Hinzu kommt, dass Scheich Abu Al-Heweny innerhalb der muslimischen Gemeinschaft nur einer verschwindet geringen Minderheit als geistliche Autorität gilt. Diese Minderheit darf zwar in der Größenordnung wenigstens sämtlicher Einwohner aller EU-Staaten verortet werden, doch weiß der geschulte Bildungsbürger auch, dass diese Minderheit erstens keinen Einfluss auf das Weltgeschehen hat und zweitens, dass von ihr die Religion des Friedens und der Barmherzigkeit permanent missverstanden wird, weil sie den heiligen Koran falsch interpretiert, in dem sie ihn Wort für Wort und Sure für Sure ernst nimmt und umzusetzen pflegt.
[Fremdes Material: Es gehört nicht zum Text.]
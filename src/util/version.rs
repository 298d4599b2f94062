pub const APP_NAME: &str = "Albion Market Scanner";
pub const APP_VERSION: &str = env!("CARGO_PKG_VERSION");

pub fn version_label() -> String {
    format!("v{APP_VERSION}")
}
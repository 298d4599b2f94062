//! Spreadsheet export of the full results table.
//!
//! Column headers match the on-screen table; the file lands in the user's
//! download directory (or the working directory when none exists).

use std::{env, fs, io, path::PathBuf};

use rust_xlsxwriter::{Workbook, XlsxError};
use thiserror::Error;

use crate::domain::PriceRow;

pub const EXPORT_FILE_NAME: &str = "precios_albion_actualizados.xlsx";

const SHEET_HEADERS: [&str; 5] = [
    "Ciudad",
    "Ítem",
    "Precio Venta (jugadores)",
    "Precio Compra (jugadores)",
    "Ganancia Potencial",
];

#[derive(Debug, Error)]
pub enum ExportError {
    #[error("failed to build spreadsheet: {0}")]
    Workbook(#[from] XlsxError),
    #[error("failed to write spreadsheet: {0}")]
    Io(#[from] io::Error),
}

/// Serializes every row (the full, unsummarized table) into an xlsx buffer.
pub fn build_workbook(rows: &[PriceRow]) -> Result<Vec<u8>, ExportError> {
    let mut workbook = Workbook::new();
    let sheet = workbook.add_worksheet();

    for (col, header) in SHEET_HEADERS.iter().enumerate() {
        sheet.write_string(0, col as u16, *header)?;
    }
    for (index, row) in rows.iter().enumerate() {
        let line = (index + 1) as u32;
        sheet.write_string(line, 0, row.city.as_str())?;
        sheet.write_string(line, 1, row.item_name.as_str())?;
        sheet.write_number(line, 2, row.sell_price_min as f64)?;
        sheet.write_number(line, 3, row.buy_price_max as f64)?;
        sheet.write_number(line, 4, row.potential_profit as f64)?;
    }

    Ok(workbook.save_to_buffer()?)
}

/// Builds the workbook and writes it under the fixed export name. Returns the
/// path the file was written to.
pub fn save_table(rows: &[PriceRow]) -> Result<PathBuf, ExportError> {
    let bytes = build_workbook(rows)?;
    let path = export_dir()?.join(EXPORT_FILE_NAME);
    fs::write(&path, bytes)?;
    Ok(path)
}

fn export_dir() -> Result<PathBuf, io::Error> {
    match dirs::download_dir() {
        Some(dir) => Ok(dir),
        None => env::current_dir(),
    }
}

#[cfg(test)]
mod tests {
    use super::*;

    #[test]
    fn test_workbook_buffer_is_a_zip_archive() {
        let rows = vec![PriceRow::new(
            "Martlock".into(),
            "T4_ORE".into(),
            "Mineral T4".into(),
            100,
            40,
        )];
        let bytes = build_workbook(&rows).expect("workbook");
        // xlsx is a zip container; check the magic instead of unpacking.
        assert_eq!(&bytes[..4], b"PK\x03\x04");
    }

    #[test]
    fn test_empty_table_still_serializes_headers() {
        let bytes = build_workbook(&[]).expect("workbook");
        assert!(!bytes.is_empty());
    }
}
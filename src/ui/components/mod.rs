pub mod results_table;
pub mod toast;
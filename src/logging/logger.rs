//! The leveled logger.

use std::error::Error;
use std::sync::Arc;

use arc_swap::ArcSwap;

use crate::config::{DisabledDebugPolicy, LoggingConfig};
use crate::logging::{Level, LogRecord, LogSink};
use crate::observability::metrics;
use crate::resolver::{DebugFlagResolver, DebugFlagState};

/// Dispatches records to a sink, downgrading DEBUG when debug is not on.
pub struct Logger {
    debug_flag: Arc<DebugFlagResolver>,
    sink: Arc<dyn LogSink>,
    config: ArcSwap<LoggingConfig>,
}

impl std::fmt::Debug for Logger {
    fn fmt(&self, f: &mut std::fmt::Formatter<'_>) -> std::fmt::Result {
        f.debug_struct("Logger")
            .field("debug_flag", &self.debug_flag)
            .field("config", &self.config.load_full())
            .finish_non_exhaustive()
    }
}

impl Logger {
    pub fn new(
        debug_flag: Arc<DebugFlagResolver>,
        sink: Arc<dyn LogSink>,
        config: LoggingConfig,
    ) -> Self {
        Self {
            debug_flag,
            sink,
            config: ArcSwap::from_pointee(config),
        }
    }

    /// Swap in new logging settings. Takes effect on the next record.
    pub fn apply_config(&self, config: LoggingConfig) {
        self.config.store(Arc::new(config));
    }

    /// Policy currently applied to DEBUG records once debug is known to be off.
    pub fn disabled_debug_policy(&self) -> DisabledDebugPolicy {
        self.config.load().disabled_debug
    }

    pub fn log(&self, level: Level, tag: &str, message: impl Into<String>) {
        self.dispatch(LogRecord::new(level, tag, message));
    }

    pub fn log_with_cause<E>(&self, level: Level, tag: &str, message: impl Into<String>, cause: E)
    where
        E: Error + Send + Sync + 'static,
    {
        self.dispatch(LogRecord::new(level, tag, message).with_cause(cause));
    }

    pub fn info(&self, tag: &str, message: impl Into<String>) {
        self.log(Level::Info, tag, message);
    }

    pub fn debug(&self, tag: &str, message: impl Into<String>) {
        self.log(Level::Debug, tag, message);
    }

    pub fn warning(&self, tag: &str, message: impl Into<String>) {
        self.log(Level::Warning, tag, message);
    }

    pub fn error(&self, tag: &str, message: impl Into<String>) {
        self.log(Level::Error, tag, message);
    }

    /// Apply the level policy and hand the record to the sink.
    pub fn dispatch(&self, mut record: LogRecord) {
        let Some(level) = self.effective_level(record.level) else {
            metrics::record_debug_suppressed();
            return;
        };
        record.level = level;

        metrics::record_log_record(level);
        self.sink.write(&record);
    }

    /// The level a record is actually written at, or `None` to drop it.
    fn effective_level(&self, requested: Level) -> Option<Level> {
        if requested != Level::Debug || self.debug_flag.is_enabled() {
            return Some(requested);
        }

        match self.debug_flag.state() {
            // Settled by another thread since the check above.
            DebugFlagState::Enabled => Some(Level::Debug),
            DebugFlagState::Unknown => {
                metrics::record_debug_downgrade();
                Some(Level::Info)
            }
            DebugFlagState::Resolving | DebugFlagState::Disabled => {
                match self.disabled_debug_policy() {
                    DisabledDebugPolicy::Suppress => None,
                    DisabledDebugPolicy::Downgrade => {
                        metrics::record_debug_downgrade();
                        Some(Level::Info)
                    }
                }
            }
        }
    }
}

#[cfg(test)]
mod tests {
    use super::*;
    use crate::backend::{BackendQuery, LocalBackend};
    use crate::logging::MemorySink;
    use std::sync::{OnceLock, Weak};

    fn logger_with(backend: Arc<LocalBackend>) -> (Logger, Arc<MemorySink>) {
        let sink = Arc::new(MemorySink::new());
        let resolver = Arc::new(DebugFlagResolver::new(backend));
        let logger = Logger::new(resolver, sink.clone(), LoggingConfig::default());
        (logger, sink)
    }

    #[derive(Debug, thiserror::Error)]
    #[error("socket closed")]
    struct SocketClosed;

    #[test]
    fn test_debug_downgraded_before_backend_ready() {
        let (logger, sink) = logger_with(Arc::new(LocalBackend::new()));

        logger.log_with_cause(Level::Debug, "Hooks", "attaching", SocketClosed);

        let records = sink.take();
        assert_eq!(records.len(), 1);
        assert_eq!(records[0].level, Level::Info);
        assert_eq!(records[0].tag, "Hooks");
        assert_eq!(records[0].message, "attaching");
        assert_eq!(records[0].cause.as_ref().unwrap().to_string(), "socket closed");
    }

    #[test]
    fn test_debug_kept_when_enabled() {
        let (logger, sink) = logger_with(Arc::new(LocalBackend::ready_with(true)));

        logger.debug("Hooks", "attaching");
        assert_eq!(sink.take()[0].level, Level::Debug);
    }

    #[test]
    fn test_debug_suppressed_when_disabled() {
        let (logger, sink) = logger_with(Arc::new(LocalBackend::ready_with(false)));

        logger.debug("Hooks", "attaching");
        assert!(sink.take().is_empty());
    }

    #[test]
    fn test_downgrade_policy_when_disabled() {
        let (logger, sink) = logger_with(Arc::new(LocalBackend::ready_with(false)));
        logger.apply_config(LoggingConfig {
            disabled_debug: DisabledDebugPolicy::Downgrade,
            ..LoggingConfig::default()
        });

        logger.debug("Hooks", "attaching");
        let records = sink.take();
        assert_eq!(records.len(), 1);
        assert_eq!(records[0].level, Level::Info);
    }

    #[test]
    fn test_other_levels_untouched() {
        for debug in [true, false] {
            let (logger, sink) = logger_with(Arc::new(LocalBackend::ready_with(debug)));
            logger.warning("Hooks", "slow");
            logger.error("Hooks", "failed");
            logger.info("Hooks", "done");

            let levels: Vec<Level> = sink.take().iter().map(|r| r.level).collect();
            assert_eq!(levels, vec![Level::Warning, Level::Error, Level::Info]);
        }
    }

    /// Backend that logs through the logger while it is being asked for readiness.
    struct ChattyBackend {
        logger: OnceLock<Weak<Logger>>,
    }

    impl BackendQuery for ChattyBackend {
        fn is_service_ready(&self) -> bool {
            if let Some(logger) = self.logger.get().and_then(Weak::upgrade) {
                logger.debug("Backend", "checking readiness");
            }
            false
        }

        fn is_debug_enabled(&self) -> bool {
            false
        }
    }

    #[test]
    fn test_logging_from_backend_during_resolution() {
        let backend = Arc::new(ChattyBackend {
            logger: OnceLock::new(),
        });
        let sink = Arc::new(MemorySink::new());
        let resolver = Arc::new(DebugFlagResolver::new(backend.clone()));
        let logger = Arc::new(Logger::new(
            resolver.clone(),
            sink.clone(),
            LoggingConfig::default(),
        ));
        backend.logger.set(Arc::downgrade(&logger)).unwrap();

        logger.debug("Hooks", "outer");

        let records: Vec<(Level, String)> = sink
            .take()
            .into_iter()
            .map(|r| (r.level, r.message))
            .collect();
        assert_eq!(records, vec![(Level::Info, "outer".to_string())]);
        assert_eq!(resolver.state(), DebugFlagState::Unknown);
    }

    #[test]
    fn test_non_debug_never_contacts_backend() {
        let backend = Arc::new(LocalBackend::new());
        let (logger, _sink) = logger_with(backend.clone());

        logger.warning("Hooks", "slow");
        logger.info("Hooks", "done");
        assert_eq!(backend.query_count(), 0);
    }
}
Sie hat den Koran zwar ganz im Sinne seines Erfinders zum Maßstab für alles und jeden auf dieser Welt erhoben, doch hat das mit Imperialismus und systematischer Unterdrückung nichts zu tun. Weil das Dinge sind, auf die nur die bösen, alten, weißen und heterosexuellen Männer ein Anrecht haben. Na, vielleicht auch noch die USA, China, Russland und Israel. Und der Kapitalismus. Ist ja eh alles das gleiche...

Und wenn sie nicht gestorben sind, dann leben sie noch heute.

* Die im 10. Jahrhundert gegründete Al-Azhar-Universität in Kairo gilt als das geistige Zentrum der Sunniten überhaupt. 85 % der 1,2 bis 1,5 Milliarden Mohammedaner sind Sunniten.